El Atrato, un caudal de esperanzas

Luego de muchos años en los que la subienda de muertos enlutó sus aguas, para varios pueblos chocoanos ahora el río es su particular mecenas cultural, espiritual y deportivo.  

Por César A. Marín C. 


“Mirar el río hecho de tiempo y agua
y recordar que el tiempo es otro río,
saber que nos perdemos como el río
y que los rostros pasan como el agua”.    

(Jorge Luís Borges)


A finales de los 90, agazapado en la jungla, un segundo terror se extendió por el departamento del Chocó. Del primero son culpables las ideologías armadas de izquierda; del siguiente, las de derecha, que imponían su evangelio de horror. Al finalizar el siglo XX, los grupos paramilitares comenzaron a cometer homicidios selectivos y atropellos contra la población civil. Amaneciendo el 2000, exactamente en marzo, como si compitieran por cuál grupo armado ocasionaba más desgracias, las Farc se tomaron de forma simultánea a los municipios de Bellavista, Bojayá y Vigía del Fuerte, con un saldo cerca de 20 integrantes de la Policía muertos, tres heridos y varios secuestrados.

Sin embargo, la cresta de violencia más alta en la zona y quizá en el país se presentó el 2 de mayo del 2002. Ese día, como consecuencia del estallido de un cilindro bomba, disparado por las Farc, que cayó dentro de la iglesia que resguardaba a unos 400 habitantes, murieron 79 personas, de las cuales cerca de 48 eran menores de edad. Ese fue el resultado del enfrentamiento entre esa guerrilla y un grupo paramilitar.

Ese día, sin saberlo, la iglesia del pueblo guardaría en su cáliz la sangre de los inocentes. “Varias personas llegaron a mi casa a refugiarse allí y en horas de la tarde el padre Antún Ramos llegó y nos sugirió que nos fuéramos para la iglesia; pensamos entonces que allí estaríamos más protegidos por que esa es la casa de Dios, y decidimos refugiarnos unas 400 personas en la iglesia y otras más en la casa de las monjas agustinas. Yo estaba con mi esposa y mis hijos. Allí amanecimos bastante hacinados.

“Los paramilitares nos tomaron como escudo, porque se ubicaron al lado de la iglesia para dispararle a la guerrilla. Para ese momento la guerrilla ya había atravesado el Atrato y se encontraba en un barrio de Bellavista conocido como Pueblo Nuevo.
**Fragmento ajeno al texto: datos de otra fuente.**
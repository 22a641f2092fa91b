use crate::db::types::{BloomLevel, QuestionType};
use crate::services::document_text::{SheetRow, SheetTable};
use crate::services::question_bank::{BankCatalog, NewQuestion, QuestionBankStore};

const TEXT_COLUMNS: &[&str] = &["Questions", "Question", "question_text", "Question Description"];
const MODULE_COLUMNS: &[&str] = &["Module Number", "Module", "unit_number", "Unit"];
const TOPIC_COLUMNS: &[&str] = &["Topic name", "Topic", "topic_name"];
const BLOOM_COLUMNS: &[&str] = &["Difficulty level", "Bloom Level", "bloom_level"];
const MARKS_COLUMNS: &[&str] = &["Marks", "marks"];
const CO_COLUMNS: &[&str] = &["CO", "Course Outcome", "co_code"];
const ANSWER_COLUMNS: &[&str] = &["Solution", "Answer", "answer_key", "Correct Answer"];
const OPTION_COLUMNS: &[&str] = &["A", "B", "C", "D"];

const DEFAULT_TOPIC: &str = "General";

/// A spreadsheet row after alias resolution, before any store lookups.
#[derive(Debug, Clone, PartialEq)]
pub(crate) struct TabularRecord {
    pub(crate) text: String,
    pub(crate) unit_number: i32,
    pub(crate) topic: String,
    pub(crate) bloom_level: BloomLevel,
    pub(crate) marks: f64,
    pub(crate) co_code: String,
    pub(crate) answer_key: String,
    pub(crate) question_type: QuestionType,
    pub(crate) options: Vec<String>,
}

/// Question type implied by a sheet name, e.g. `MCQ_Bank` or `Long Answers`.
pub(crate) fn sheet_category(sheet_name: &str) -> QuestionType {
    let lowered = sheet_name.to_lowercase();
    if lowered.contains("mcq") {
        QuestionType::Mcq
    } else if lowered.contains("long") {
        QuestionType::Long
    } else if lowered.contains("fill") {
        QuestionType::FillInBlank
    } else {
        QuestionType::Short
    }
}

/// Returns `None` for rows whose question text is missing or shorter than two characters.
pub(crate) fn normalize_row(row: &SheetRow, category: QuestionType) -> Option<TabularRecord> {
    let text = row.first_of(TEXT_COLUMNS)?.trim();
    if text.chars().count() < 2 {
        return None;
    }

    let unit_number = row
        .first_of(MODULE_COLUMNS)
        .and_then(parse_leading_int)
        .filter(|n| *n > 0)
        .unwrap_or(1);

    let topic = row.first_of(TOPIC_COLUMNS).unwrap_or(DEFAULT_TOPIC).trim().to_string();
    let bloom_level = row.first_of(BLOOM_COLUMNS).map(BloomLevel::parse_or_default).unwrap_or_default();

    let marks = row
        .first_of(MARKS_COLUMNS)
        .and_then(|raw| raw.trim().parse::<f64>().ok())
        .filter(|marks| marks.is_finite() && *marks > 0.0)
        .unwrap_or_else(|| category.default_marks());

    let options = if category == QuestionType::Mcq {
        OPTION_COLUMNS
            .iter()
            .filter_map(|column| row.first_of(&[*column]))
            .map(|value| value.trim().to_string())
            .filter(|value| !value.is_empty())
            .collect()
    } else {
        Vec::new()
    };

    Some(TabularRecord {
        text: text.to_string(),
        unit_number,
        topic,
        bloom_level,
        marks,
        co_code: row.first_of(CO_COLUMNS).unwrap_or_default().trim().to_ascii_uppercase(),
        answer_key: row.first_of(ANSWER_COLUMNS).unwrap_or_default().trim().to_string(),
        question_type: category,
        options,
    })
}

fn parse_leading_int(raw: &str) -> Option<i32> {
    let digits: String = raw.trim().chars().take_while(char::is_ascii_digit).collect();
    digits.parse().ok()
}

#[derive(Debug, Clone, Copy, Default, PartialEq, Eq)]
pub(crate) struct TabularOutcome {
    pub(crate) imported: usize,
    pub(crate) skipped: usize,
}

/// Persists every accepted row of `tables`, resolving units and topics lazily.
pub(crate) async fn import_sheets(
    store: &dyn QuestionBankStore,
    catalog: &mut BankCatalog,
    tables: &[SheetTable],
) -> anyhow::Result<TabularOutcome> {
    let mut outcome = TabularOutcome::default();

    for table in tables {
        let category = sheet_category(&table.name);
        let mut sheet_imported = 0usize;

        for row in &table.rows {
            let Some(record) = normalize_row(row, category) else {
                outcome.skipped += 1;
                continue;
            };

            let unit_id = catalog.resolve_unit(store, record.unit_number).await?;
            let topic_id = catalog.resolve_topic(store, &unit_id, &record.topic).await?;
            let co_id = catalog.course_outcome_id(&record.co_code);

            store
                .create_question(NewQuestion {
                    unit_id,
                    topic_id: Some(topic_id),
                    co_id,
                    text: record.text,
                    marks: record.marks,
                    question_type: record.question_type,
                    bloom_level: record.bloom_level,
                    options: record.options,
                    answer_key: record.answer_key,
                    image_url: None,
                })
                .await?;
            sheet_imported += 1;
        }

        tracing::debug!(
            sheet = %table.name,
            category = category.as_str(),
            imported = sheet_imported,
            "sheet processed"
        );
        outcome.imported += sheet_imported;
    }

    Ok(outcome)
}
A eso de las 10 y media de la mañana, del 2 de mayo, y de un momento a otro, sentí que la silla se me había levantado y el techo ya no estaba… comenzaron los gritos de dolor… acababa de estallar la pipeta de gas que lanzó la guerrilla contra los paramilitares. En mi familia, gracias a Dios, nadie murió, pero sí fallecieron muchos amigos. Entonces, después de la confusión, decidimos llevar los heridos a Vigía del Fuerte, guiados por el padre Antún”, recuerda Jimmy Chaverra, líder y promotor de los derechos de los bojayaseños.

En un afán por proteger la vida, remaron hasta Vigía del Fuerte. “Estando en Vigía acordamos hacer un desplazamiento masivo hacia Quibdó, con las personas que habíamos llegado allí, junto con las que se habían quedado en Bellavista, con el fin de llamar la atención del Gobierno Nacional de la época, y debo aceptar que la atención de Acción Social, la Cruz Roja, la Iglesia y las ONG fue muy buena en Quibdó”, recuerda Jimmy.

Luego de cuatro meses y una serie de compromisos con el Gobierno Nacional, la comunidad regresó a Bellavista. Se comenzó a hablar de la reubicación del pueblo, que finalmente se acordó con el Gobierno. Ahora ‘estrenarían’ pueblo a unos 1.500 metros aguas arriba, sobre la misma margen del río Atrato. Para el 2005, y con el apoyo de Acción Social, la población ya estaba en el nuevo Bellavista. 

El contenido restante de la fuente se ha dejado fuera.